-------- Material shown --------

//! # rowcraft-sqlite
//!
//! SQLite backend for rowcraft.
//!
//! This crate provides:
//! - [`SqliteGrammar`]: the generic operator set plus `ilike` (rendered as
//!   `like`) and the bitwise operators `&`, `|`, `<<`, `>>`
//! - [`SqliteConnection`]: a blocking [`Connection`](rowcraft_core::Connection)
//!   over sqlx, configured through [`SqliteConfig`]
//! - [`upsert`] and [`SqliteModelExt::upsert`] for `INSERT ... ON CONFLICT`
//!
//! # How SQLite differs from other dialects
//!
//! - **[UPSERT]**: SQLite supports `INSERT ... ON CONFLICT DO NOTHING` and
//!   `ON CONFLICT DO UPDATE SET ...` (since SQLite 3.24.0). The conflict
//!   target must be covered by a primary key or unique index.
//! - **Identifier quoting**: SQLite accepts backticks as well as double
//!   quotes and square brackets. See [SQLite keywords].
//! - **[Type affinity]**: quoted literals such as `'42'` are converted to the
//!   declared affinity of the column they are stored in or compared with,
//!   which is why every value can be rendered as a string literal.
//! - **`last_insert_rowid()`**: generated ids are per connection, so the
//!   insert and the id lookup must share a session.
//!
//! [UPSERT]: https://www.sqlite.org/lang_upsert.html
//! [SQLite keywords]: https://www.sqlite.org/lang_keywords.html
//! [Type affinity]: https://www.sqlite.org/datatype3.html
//!
//! ## Example
//!
//! ```rust
//! use rowcraft_core::{Connection, Params, Query, Row};
//! use rowcraft_sqlite::{upsert, SqliteConnection};
//!
//! let conn = SqliteConnection::open_in_memory().unwrap();
//! conn.execute("create table users (id integer primary key, name text)").unwrap();
//!
//! let query: Query<'_> = Query::new(&conn, "users");
//! let insert = Params::new().with("id", 1).with("name", "Alice");
//! let update = Params::new().with("name", "Alice");
//! upsert(&query, &insert, &update, &["id"]).unwrap();
//! upsert(&query, &insert, &Params::new().with("name", "Alicia"), &["id"]).unwrap();
//!
//! let rows = Query::<'_, Row>::new(&conn, "users").fetch_rows().unwrap();
//! assert_eq!(rows.len(), 1);
//! assert_eq!(rows[0].get("name").and_then(|v| v.to_text()).as_deref(), Some("Alicia"));
//! ```

pub mod config;
pub mod connection;
pub mod error;
pub mod grammar;
pub mod upsert;

pub use config::SqliteConfig;
pub use connection::SqliteConnection;
pub use error::{Result, SqliteError};
pub use grammar::SqliteGrammar;
pub use upsert::{compile_upsert, upsert, SqliteModelExt};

--------

### Assignment
Exactly how many lines of the listing hold the word "rows"? Give the number with nothing else.

### Written response
3